|My wife's father died when she was eight; |
but she was raised by a great mother.
So she turned out great.
It works like that a lot in life
and it can work the other way.
It can't be because of brains. To hear critics speak, America's public school teachers are a bunch of Neanderthals and every problem in our education system today is a direct result of their all-encompassing stupidity.
So, to recap: I'm a retired teacher and my blog is designed, in part, to speak in defense of all good teachers.
For that reason, I try to make clear that teachers are not the only problem in our schools, nor, in my opinion, the biggest problem by far.
I'm not like U. S. Secretary of Education Arne Duncan.
I don't believe, like he does, that we can test ourselves to education success. Nor do I believe in vouchers and charter schools, as keys to our salvation. In my opinion there are plenty of bad parents out there and they are the very ones most likely to send children to school who have severe problems and who are, of course, least likely to have support or love or decent living conditions in the home.
If you're a fan of vouchers, however, I have a perfect voucher plan--which is probably going to make me the next U. S. Secretary of Education if Mitt or Newt or Rick or Ron or Michelle or The Donald or the Herminator or "None of the Above" can oust President Obama from his comfy seat in the Oval Office in November.
|My wife was great with|
Sadly, not all parents are alike.
I don't believe I'm resorting to "scare tactics" when I try to point out the obvious.

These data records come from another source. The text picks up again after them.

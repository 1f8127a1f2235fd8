//! Domain error model.

use thiserror::Error;

/// Domain-level error.
///
/// Keep this focused on deterministic, business/domain failures. Storage
/// failures belong to the infrastructure layer.
#[derive(Debug, Error, Clone, PartialEq, Eq)]
pub enum DomainError {
    /// An identifier was invalid (e.g. parse failure).
    #[error("invalid identifier: {0}")]
    InvalidId(String),

    /// A requested resource was not found.
    #[error("not found")]
    NotFound,
}

impl DomainError {
    pub fn invalid_id(msg: impl Into<String>) -> Self {
        Self::InvalidId(msg.into())
    }

    pub fn not_found() -> Self {
        Self::NotFound
    }
}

Take, for instance, the recent tragedy in Washington state. There, Josh Powell, already a suspect in the disappearance and likely murder of his wife, set fire to his home, killing himself and two young sons, Charlie, 7, and Braden, 5.
Maybe I am another stupid teacher. Maybe I've been getting along all these years on nothing but my looks. But had those two poor boys survived, I don't see how a voucher or a seat in a charter school was ever going to make their father a decent parent or even a decent human being.
You can bury your head in the scholastic sand if you want to and try to make the case that more and more charter schools will fix U. S. education. But that is tatamount to saying if we built Mr. Powell a better home he'd be a better father.
I want to hear the experts outline a plan that helps kids like Charlie and Braden--who are never going to get the help at home. Just because you took your voucher and took your child away to a different school, that doesn't mean you did a damn thing to save the Powell brothers.
It's sad, really (and again, I admit, there are bad teachers out there and we need to do more to get them out of the schools). But when I "Googled" "father sets fire," intending to add "to sons," to find the story about the Powell's, I got multiple stories before I could finish. One was an old report, from 1986, about a boy named David Rothenberg, whose father dumped three gallons of kerosene in a motel room while his 6-year-old was sleeping, and set it on fire, burning the child over 90% of his body. A more recent example, from West Palm Beach, Florida, would be Jorge Barahona, found with the body of his adopted daughter, Nubia, in the back of his pickup truck and a badly battered son, Victor, 10, her twin brother, slumped across the front seat. Dad told police he was distraught over the girl's death and planned to set fire to himself and his son, but couldn't do it in the end. Remorse came much too late for the poor girl or for Victor's sake. The boy showed evidence of all kinds of prior injuries: broken collarbone, broken arm, burn scars on buttocks and abdomen, and rope marks on wrists.
Emily Rodriguez, Victor's first grade teacher, told reporters she remembers how Nubia used to visit her class at the end of every day to see how her brother had been doing.
Now: Think about this whole story for a moment. Think like any good teacher. Is the solution to such problems really more layers of standardized tests? A school voucher for Nubia? What good would that do in the end? Stupid teachers? Really? That's our biggest worry?
Worst of all, it doesn't take any effort to find these kinds of stories. The same paper that reported on the Barahona case included an article about Marsee Strong, 34 and Edward Bailey, 40, now in jail after their nine-year-old son was found wandering the streets, naked, bruised and starving, one recent Saturday night. He informed police he had jumped out a bedroom window to "escape his abusers." Rushed to the hospital, he begged for food, said he hadn't eaten in three days, and was found to have "permanent marks of abuse" all over his body.
A shocked judge in the case said the boy looked "like he just came out of Auschwitz."
You see, no "scare tactics" are necessary at all. Every good teacher I ever knew wanted to save every kid they ever had in school. That doesn't mean, no matter how much they tried, or how much they cried (or cursed in my case) when they failed, that the task of saving the most needy children was ever easy.
People who believe vouchers and charter schools will save all our children must be a collection of blind, deaf and dumb people.